The Secular Jewish Press on Orthodox Women’s Conferences

The last few blog posts documented the founding conference of Neshei Agudath Israel, the women’s organizing of the Agudah. 1929 saw other women’s conferences, including the Lodz conference for the Bnos Agudath Israel, the youth movement for girls and young women, that was held in May. Bnos at that time had been in existence for three years, but already had a few hundred chapters throughout the country. The conference was hailed as a significant religious and political development in the Orthodox press, but others considered the phenomenon of a conference of religiously observant young women intrinsically ludicrous. A satirical column in Haynt, the Warsaw daily, focused on the issue of male speakers at this conference (which we know did include speeches by male Agudah leaders).

The explanatory brackets are my own. Special thanks to Chaim Sniczer for calling our attention to this column.

The Rascal, by the Happy Pessimist
May 24, 1929
The Conference of the Bnos Agudath Israel in Lodz

Cartoon accompanying the satirical article, referencing the Orthodox rule against men looking at women.

As we know, this week the Bnos Agudath Israel convened a national conference in Lodz. At this conference, a member of the Central Committee of the Agudah delivered greetings from the organization. Here is what he said:

“Honorable women!

I will not speak for long, since it says ‘Do not speak excessively with women’ [Pirkei Avot 1: 5].

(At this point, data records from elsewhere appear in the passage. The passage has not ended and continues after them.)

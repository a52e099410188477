//! Manifest generation runs.
//!
//! A run flattens the application graph, resolves and hashes its
//! artifacts, and does the same for the relocator when relocation rules are
//! configured. The manifest is assembled in memory first; the output file is
//! only touched once every step has succeeded.

use crate::error::Result;
use crate::manifest::{Manifest, ManifestEntry};
use crate::relocation::{Relocation, RelocationRegistry};
use crate::report::ResolutionReport;
use crate::resolve::{ContentHasher, ResolvedArtifact, resolve_artifacts};
use camino::Utf8PathBuf;
use depset_common::repository::RepositoryUrl;
use log::{debug, info, warn};

/// Inputs of one generation run.
#[derive(Debug, Clone)]
pub struct GenerationRequest {
    /// Resolution of the application's runtime configuration.
    pub report: ResolutionReport,
    /// Resolution of the relocator's configuration, if any.
    pub relocation_report: Option<ResolutionReport>,
    /// Repositories listed in the manifest, in lookup order.
    pub repositories: Vec<RepositoryUrl>,
    /// Relocation rules, in application order.
    pub relocations: Vec<Relocation>,
    /// Include transitive dependencies of the application.
    pub transitive: bool,
    /// Destination of the manifest.
    pub output_path: Utf8PathBuf,
}

/// What a completed run wrote.
#[derive(Debug, Clone, PartialEq, Eq)]
pub struct GenerationSummary {
    /// Location of the written manifest.
    pub output_path: Utf8PathBuf,
    /// Number of repository lines.
    pub repositories: usize,
    /// Number of dependency lines.
    pub dependencies: usize,
    /// Number of relocator dependency lines.
    pub relocation_dependencies: usize,
    /// Number of relocation rule lines.
    pub relocation_rules: usize,
}

impl GenerationSummary {
    fn new(output_path: Utf8PathBuf, manifest: &Manifest) -> Self {
        Self {
            output_path,
            repositories: manifest.repositories().len(),
            dependencies: manifest.dependencies().len(),
            relocation_dependencies: manifest.relocation_dependencies().len(),
            relocation_rules: manifest.relocations().len(),
        }
    }
}

/// Assemble the manifest for `request` without writing it.
///
/// The relocator graph is always flattened transitively, since the
/// relocator needs its full classpath at run time.
///
/// # Errors
///
/// Returns an error if a report is inconsistent, a dependency is
/// unresolved, an artifact cannot be named or hashed, a rule is invalid, or
/// one coordinate ends up with two different hashes.
pub fn build_manifest(request: &GenerationRequest, hasher: &dyn ContentHasher) -> Result<Manifest> {
    let dependencies = hash_report(&request.report, request.transitive, hasher)?;

    let mut registry = RelocationRegistry::new();
    for relocation in &request.relocations {
        registry.add_rule(relocation.clone())?;
    }
    match (&request.relocation_report, registry.is_empty()) {
        (Some(report), false) => {
            for artifact in hash_report(report, true, hasher)? {
                registry.add_dependency(artifact.into());
            }
        }
        (None, false) => warn!(
            "{} relocation rule(s) configured without a relocation report; \
             no relocator dependencies will be listed",
            request.relocations.len()
        ),
        (Some(_), true) => debug!("ignoring relocation report: no relocation rules configured"),
        (None, true) => {}
    }

    Ok(Manifest::builder()
        .repositories(request.repositories.iter().cloned())
        .dependencies(dependencies.into_iter().map(ManifestEntry::from))
        .relocations(&registry)
        .build()?)
}

/// Assemble the manifest for `request` and write it to its output path.
///
/// # Errors
///
/// Returns any error [`build_manifest`] reports, or
/// [`GenerationError::OutputWrite`](crate::error::GenerationError::OutputWrite)
/// if the file cannot be written.
pub fn generate(request: &GenerationRequest, hasher: &dyn ContentHasher) -> Result<GenerationSummary> {
    let manifest = build_manifest(request, hasher)?;
    manifest.write_to(&request.output_path)?;
    let summary = GenerationSummary::new(request.output_path.clone(), &manifest);
    info!(
        "generated {} with {} dependencies",
        summary.output_path, summary.dependencies
    );
    Ok(summary)
}

fn hash_report(
    report: &ResolutionReport,
    transitive: bool,
    hasher: &dyn ContentHasher,
) -> Result<Vec<ResolvedArtifact>> {
    let graph = report.graph()?;
    let components = graph.flatten(transitive)?;
    resolve_artifacts(&components, &report.artifact_files(), hasher)
}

A woman is a wondrous thing, not to be dismissed with a wave of the hand. The importance of women might be gleaned from the fact that the word “Mitzvah” is grammatically feminine and the word “Aveirah” [transgression] is also feminine and “Oylem hazeh” [this world] is masculine.

Those who say you are fanatical women are lying. At a time when modern women were still going around with their own hair, you were already fashionably dressing à la garcon [NS: lit. like a boy–with shorn hair?]

In the name of the Agudah, I greet you briefly with the brief wish that you might become my footstool [NS: according to Jewish folklore, women who support Torah scholars are privileged to serve as their footstools in the world to come].

We don’t bother with the Zionists, and their Hebrew. We believe in Yiddish. Let them pay respects to the “Lady,” we are going with the “Servant Girl.” [NS: Hebrew was sometimes referred to as the high-born “Lady,” as compared to the simple Yiddish “servant girl.”]

And I have good news for you: The Agudah has manufactured a very long dress, which begins in Lodz and ends in the Central Committee.

I’m done! I beg of you not to start singing, because “a woman’s voice.” [NS: “a women’s voice is nakedness,” i.e. forbidden for men to hear]

After the discussions, the following resolutions were taken up:

  • To convene a conference on the best chulent in Poland.
  • To work out a compromise with the Agudah wherein [male] Agudah members relinquish their right to vote in kehillah elections in exchange for the female members of the Agudah ceasing to recite the blessing “Who has not made me a woman.” [NS: the Agudah fought strenuously and successfully to keep women from being able to vote or be represented in elections of Jewish community councils. The blessing “who has not made me a woman” is part of the morning blessings recited by men; women ordinarily substitute “Who has made me according to his will”]
  • And that Meshulam Kaminer should launch a newspaper called “Di yidene” [NS: Meshulam Kaminer was an Agudah activist, journalist, and from 1925 to 1930 editor of the Orthodox newspaper Der Yid; the term “yidene” is an old-fashioned and often derogatory term for a Jewish woman. For more on Kaminer, see http://yleksikon.blogspot.com/2019/02/meshulem-kaminer.html ]

Naomi Seidman is the Chancellor Jackman Professor of the Arts in the Department for the Study of Religion at the University of Toronto and a 2016 Guggenheim Fellow; her 2019 book, Sarah Schenirer and the Bais Yaakov Movement: A Revolution in the Name of Tradition, explores the history of the movement in the interwar period. Naomi’s book was a finalist in the National Jewish Book Award’s Edu­ca­tion and Jew­ish Identity category and a winner in the Women Stud­ies category.